Certain types of chemokine receptors have been identified as coreceptors for HIV-1 infection. The process of viral entry is initiated by the interaction between an envelope protein gp120 of HIV-1, CD4, and one of the relevant coreceptors. To understand the precise mechanism of the Env-mediated fusion and entry of HIV-1, we examined whether the V3 region of gp120 of T-cell line tropic (T-tropic) virus directly interacts with the coreceptor, CXCR-4, by using five synthetic V3 peptides: two cyclized V3 peptides (V3-BH10 and V3-ELI) which correspond to the V3 regions of the T-tropic HIV-1 IIIB and HIV-1 ELI strains, respectively, a linear V3 peptide (CTR36) corresponding to that of HIV-1 IIIB strain; and cyclized V3 peptides corresponding to that of the macrophage-tropic (M-tropic) HIV-1 ADA strain (V3-ADA) or the dualtropic HIV-1 89.6 strain (V3-89. 6). FACScan analysis with a CXCR-4(+) human B-cell line, JY, showed that V3-BH10, V3-ELI, and V3-89.6 but not CTR36 or V3-ADA blocked the binding of IVR7, an anti-CXCR-4 monoclonal antibody (MAb), to CXCR-4 with different magnitudes in a dose-dependent manner, while none of the V3 peptides influenced binding of an anti-CD19 MAb at all. Next, the effects of the V3 peptides on SDF-1beta-induced transient increases in intracellular Ca2+ were investigated.
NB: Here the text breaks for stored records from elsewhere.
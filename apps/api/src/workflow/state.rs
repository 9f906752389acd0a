//! Per-run workflow state and the typed records each step produces.
//!
//! SINGLE-WRITER RULE: every field below is written by exactly one step, via
//! the engine, after that step completes. Steps themselves only ever see a
//! read-only view. Absence of `code_host_research` (`None`) means the branch
//! was skipped or failed — it is not the same as "ran and found nothing".

use std::collections::BTreeMap;

use serde::{Deserialize, Serialize};

/// Structured resume record. Written once by Resume Parse.
#[derive(Debug, Clone, Default, PartialEq, Serialize, Deserialize)]
pub struct ParsedResume {
    #[serde(default)]
    pub education: Vec<Education>,
    #[serde(default)]
    pub work_experience: Vec<WorkExperience>,
    #[serde(default)]
    pub skills: Vec<String>,
    #[serde(default)]
    pub certifications: Vec<String>,
    #[serde(default)]
    pub publications: Vec<String>,
    #[serde(default)]
    pub projects: Vec<String>,
    #[serde(default)]
    pub online_profiles: OnlineProfiles,
}

#[derive(Debug, Clone, Default, PartialEq, Serialize, Deserialize)]
pub struct Education {
    #[serde(default)]
    pub institution: String,
    #[serde(default)]
    pub degree: String,
    #[serde(default)]
    pub year: String,
}

#[derive(Debug, Clone, Default, PartialEq, Serialize, Deserialize)]
pub struct WorkExperience {
    #[serde(default)]
    pub company: String,
    #[serde(default)]
    pub title: String,
    #[serde(default)]
    pub duration: String,
    #[serde(default)]
    pub summary: String,
}

#[derive(Debug, Clone, Default, PartialEq, Serialize, Deserialize)]
pub struct OnlineProfiles {
    #[serde(default)]
    pub code_host_url: Option<String>,
    #[serde(default)]
    pub professional_network_url: Option<String>,
    #[serde(default)]
    pub personal_site_url: Option<String>,
    #[serde(default)]
    pub other_urls: Vec<String>,
}

/// Structured job requirements. Written once by Job Parse.
#[derive(Debug, Clone, Default, PartialEq, Serialize, Deserialize)]
pub struct ParsedJob {
    #[serde(default)]
    pub core_skills: Vec<String>,
    #[serde(default)]
    pub preferred_skills: Vec<String>,
    #[serde(default)]
    pub experience_level: String,
    #[serde(default)]
    pub education_requirements: Vec<String>,
    #[serde(default)]
    pub industry_domain: String,
}

/// Code-host enrichment output. Present only when the router selected the
/// branch and the step succeeded.
#[derive(Debug, Clone, Default, PartialEq, Serialize, Deserialize)]
pub struct CodeHostResearch {
    #[serde(default)]
    pub profile: CodeHostProfileSummary,
    #[serde(default)]
    pub key_repositories: Vec<KeyRepository>,
    #[serde(default)]
    pub primary_languages: Vec<String>,
    #[serde(default)]
    pub skill_inferences: Vec<String>,
    #[serde(default)]
    pub activity_summary: String,
}

#[derive(Debug, Clone, Default, PartialEq, Serialize, Deserialize)]
pub struct CodeHostProfileSummary {
    #[serde(default)]
    pub username: String,
    #[serde(default)]
    pub url: String,
}

#[derive(Debug, Clone, Default, PartialEq, Serialize, Deserialize)]
pub struct KeyRepository {
    #[serde(default)]
    pub name: String,
    #[serde(default)]
    pub description: String,
    #[serde(default)]
    pub language: Option<String>,
    #[serde(default)]
    pub relevance: String,
}

/// Web research output. Always attempted; may be sparse.
#[derive(Debug, Clone, Default, PartialEq, Serialize, Deserialize)]
pub struct WebResearch {
    #[serde(default)]
    pub profile_mentions: Vec<Mention>,
    #[serde(default)]
    pub blog_posts: Vec<Mention>,
    #[serde(default)]
    pub conference_talks: Vec<Mention>,
    #[serde(default)]
    pub news_mentions: Vec<Mention>,
    #[serde(default)]
    pub social_links: BTreeMap<String, String>,
}

#[derive(Debug, Clone, Default, PartialEq, Serialize, Deserialize)]
pub struct Mention {
    #[serde(default)]
    pub title: String,
    #[serde(default)]
    pub url: String,
    #[serde(default)]
    pub summary: String,
}

/// Unified candidate view. Written once by Profile Build (a pure merge).
#[derive(Debug, Clone, Default, PartialEq, Serialize, Deserialize)]
pub struct CandidateProfile {
    pub name: String,
    pub resume: ParsedResume,
    pub code_host: Option<CodeHostResearch>,
    pub web: WebResearch,
}

/// Per-requirement match level. Constrained to exactly these literals;
/// anything else fails validation rather than coercing.
#[derive(Debug, Clone, Copy, PartialEq, Eq, Serialize, Deserialize)]
pub enum MatchLevel {
    High,
    Medium,
    Low,
    None,
}

/// Overall-dimension summary. Defaults to `Weak` when a comparison could not
/// be computed.
#[derive(Debug, Clone, Copy, Default, PartialEq, Eq, Serialize, Deserialize)]
pub enum OverallMatch {
    Strong,
    Moderate,
    #[default]
    Weak,
}

#[derive(Debug, Clone, PartialEq, Serialize, Deserialize)]
pub struct SkillMatch {
    pub skill: String,
    pub match_level: MatchLevel,
    #[serde(default)]
    pub details: String,
}

#[derive(Debug, Clone, PartialEq, Serialize, Deserialize)]
pub struct ExperienceMatch {
    pub area: String,
    pub match_level: MatchLevel,
    #[serde(default)]
    pub details: String,
}

#[derive(Debug, Clone, PartialEq, Serialize, Deserialize)]
pub struct EducationMatch {
    pub requirement: String,
    pub match_level: MatchLevel,
    #[serde(default)]
    pub details: String,
}

/// Per-requirement comparison plus the three overall summaries. Written once
/// by the Comparison step.
#[derive(Debug, Clone, Default, PartialEq, Serialize, Deserialize)]
pub struct Comparison {
    #[serde(default)]
    pub skill_matches: Vec<SkillMatch>,
    #[serde(default)]
    pub experience_matches: Vec<ExperienceMatch>,
    #[serde(default)]
    pub education_matches: Vec<EducationMatch>,
    #[serde(default)]
    pub overall_skill_match: OverallMatch,
    #[serde(default)]
    pub overall_experience_match: OverallMatch,
    #[serde(default)]
    pub overall_education_match: OverallMatch,
}

/// Terminal fit verdict. Exactly these three literal values, never free text.
#[derive(Debug, Clone, Copy, Default, PartialEq, Eq, Serialize, Deserialize)]
pub enum FitScore {
    #[serde(rename = "Strong Fit")]
    StrongFit,
    #[serde(rename = "Moderate Fit")]
    ModerateFit,
    #[default]
    #[serde(rename = "Not a Fit")]
    NotAFit,
}

#[derive(Debug, Clone, PartialEq, Serialize, Deserialize)]
pub struct FinalDecision {
    pub fit_score: FitScore,
    pub reasoning: String,
    #[serde(default)]
    pub recommendations: Vec<String>,
}

impl Default for FinalDecision {
    fn default() -> Self {
        FinalDecision {
            fit_score: FitScore::NotAFit,
            reasoning: "The final decision could not be computed for this run; \
                        defaulting to Not a Fit."
                .to_string(),
            recommendations: Vec::new(),
        }
    }
}

/// A non-fatal issue recorded during the run (e.g. a source degraded to its
/// default instead of aborting).
#[derive(Debug, Clone, PartialEq, Serialize, Deserialize)]
pub struct Warning {
    pub step: String,
    pub message: String,
}

impl Warning {
    pub fn new(step: &str, message: impl Into<String>) -> Self {
        Warning {
            step: step.to_string(),
            message: message.into(),
        }
    }
}

/// The single mutable aggregate threaded through one evaluation run.
/// Created per request, exclusively owned by its run, discarded afterwards.
#[derive(Debug, Clone, Serialize)]
pub struct WorkflowState {
    pub candidate_name: String,
    pub resume_text: String,
    pub job_description_text: String,
    pub parsed_resume: Option<ParsedResume>,
    pub parsed_job: Option<ParsedJob>,
    pub code_host_research: Option<CodeHostResearch>,
    pub web_research: Option<WebResearch>,
    pub candidate_profile: Option<CandidateProfile>,
    pub comparison: Option<Comparison>,
    pub final_decision: Option<FinalDecision>,
    pub warnings: Vec<Warning>,
}

impl WorkflowState {
    pub fn new(
        candidate_name: String,
        resume_text: String,
        job_description_text: String,
        warnings: Vec<Warning>,
    ) -> Self {
        WorkflowState {
            candidate_name,
            resume_text,
            job_description_text,
            parsed_resume: None,
            parsed_job: None,
            code_host_research: None,
            web_research: None,
            candidate_profile: None,
            comparison: None,
            final_decision: None,
            warnings,
        }
    }

    pub fn warn(&mut self, step: &str, message: impl Into<String>) {
        self.warnings.push(Warning::new(step, message));
    }
}
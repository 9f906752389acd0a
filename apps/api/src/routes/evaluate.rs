use axum::extract::{Multipart, State};
use axum::Json;
use bytes::Bytes;
use serde::Serialize;
use tracing::info;

use crate::docload::{self, DocumentFormat};
use crate::errors::AppError;
use crate::state::AppState;
use crate::workflow::engine::EvaluationInput;
use crate::workflow::state::{
    CandidateProfile, CodeHostResearch, Comparison, FinalDecision, ParsedJob, ParsedResume,
    Warning, WebResearch, WorkflowState,
};

/// Response body for a completed evaluation. Fields the run could not produce
/// fall back to schema-valid defaults; an absent code-host branch stays null.
#[derive(Debug, Serialize)]
pub struct EvaluationResponse {
    pub candidate_name: String,
    pub parsed_resume: ParsedResume,
    pub parsed_job: ParsedJob,
    pub code_host_research: Option<CodeHostResearch>,
    pub web_research: WebResearch,
    pub candidate_profile: CandidateProfile,
    pub comparison: Comparison,
    pub final_decision: FinalDecision,
    pub warnings: Vec<Warning>,
}

impl From<WorkflowState> for EvaluationResponse {
    fn from(run: WorkflowState) -> Self {
        EvaluationResponse {
            candidate_name: run.candidate_name,
            parsed_resume: run.parsed_resume.unwrap_or_default(),
            parsed_job: run.parsed_job.unwrap_or_default(),
            code_host_research: run.code_host_research,
            web_research: run.web_research.unwrap_or_default(),
            candidate_profile: run.candidate_profile.unwrap_or_default(),
            comparison: run.comparison.unwrap_or_default(),
            final_decision: run.final_decision.unwrap_or_default(),
            warnings: run.warnings,
        }
    }
}

struct UploadedFile {
    filename: Option<String>,
    bytes: Bytes,
}

/// POST /api/v1/evaluations
///
/// Multipart form: `candidate_name` (text, required), `resume_file` (file,
/// required), and the job description as either `job_description` (text) or
/// `job_description_file` (file). An unreadable resume rejects the request;
/// an unreadable job file degrades to a warning.
pub async fn evaluate_handler(
    State(app): State<AppState>,
    mut multipart: Multipart,
) -> Result<Json<EvaluationResponse>, AppError> {
    let mut candidate_name: Option<String> = None;
    let mut resume_file: Option<UploadedFile> = None;
    let mut job_description: Option<String> = None;
    let mut job_file: Option<UploadedFile> = None;

    while let Some(field) = multipart
        .next_field()
        .await
        .map_err(|e| AppError::Validation(format!("Malformed multipart request: {e}")))?
    {
        let name = field.name().unwrap_or_default().to_string();
        match name.as_str() {
            "candidate_name" => candidate_name = Some(read_text(field).await?),
            "resume_file" => resume_file = Some(read_file(field).await?),
            "job_description" => job_description = Some(read_text(field).await?),
            "job_description_file" => job_file = Some(read_file(field).await?),
            _ => {} // unknown fields are ignored
        }
    }

    let candidate_name = candidate_name
        .map(|n| n.trim().to_string())
        .filter(|n| !n.is_empty())
        .ok_or_else(|| AppError::Validation("candidate_name is required".to_string()))?;
    let resume_file = resume_file
        .ok_or_else(|| AppError::Validation("resume_file is required".to_string()))?;

    let declared = resume_file
        .filename
        .as_deref()
        .and_then(DocumentFormat::from_filename);
    let resume_text = docload::load(&resume_file.bytes, declared).map_err(|e| {
        AppError::UnprocessableEntity(format!("Resume could not be read: {e}"))
    })?;

    let mut warnings = Vec::new();
    let job_description_text = match job_file {
        Some(file) => {
            let declared = file.filename.as_deref().and_then(DocumentFormat::from_filename);
            match docload::load(&file.bytes, declared) {
                Ok(text) => text,
                Err(e) => {
                    // The job description is optional input, so a bad file
                    // falls back to whatever plain text was supplied.
                    warnings.push(Warning::new(
                        "document_load",
                        format!("job description file unreadable: {e}"),
                    ));
                    job_description.unwrap_or_default()
                }
            }
        }
        None => job_description.unwrap_or_default(),
    };

    // Admission control; the permit is held for the whole run.
    let _permit = app
        .eval_limiter
        .acquire()
        .await
        .map_err(|e| AppError::Internal(anyhow::anyhow!("evaluation limiter closed: {e}")))?;

    info!(candidate = %candidate_name, "evaluation admitted");
    let input = EvaluationInput {
        candidate_name,
        resume_text,
        job_description_text,
        warnings,
    };

    match app.engine.run(input).await {
        Ok(run) => Ok(Json(EvaluationResponse::from(run))),
        Err(failure) => Err(AppError::Workflow(failure.error)),
    }
}

async fn read_text(field: axum::extract::multipart::Field<'_>) -> Result<String, AppError> {
    field
        .text()
        .await
        .map_err(|e| AppError::Validation(format!("Malformed multipart field: {e}")))
}

async fn read_file(field: axum::extract::multipart::Field<'_>) -> Result<UploadedFile, AppError> {
    let filename = field.file_name().map(str::to_string);
    let bytes = field
        .bytes()
        .await
        .map_err(|e| AppError::Validation(format!("Malformed multipart field: {e}")))?;
    Ok(UploadedFile { filename, bytes })
}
Three V3 peptides (V3-BH10, V3-ELI, and V3-89.6) prevented Ca2+ mobilization. Furthermore, the three peptides inhibited infection by T-tropic HIV-1 in a dose-dependent manner as revealed by an MTT assay and a reverse transcriptase assay, while the other peptides had no effects. These results present direct evidence that the V3 loop of gp120 of T-tropic HIV-1 can interact with its coreceptor CXCR-4 independently of the V1/V2 regions of gp120 or cellular CD4.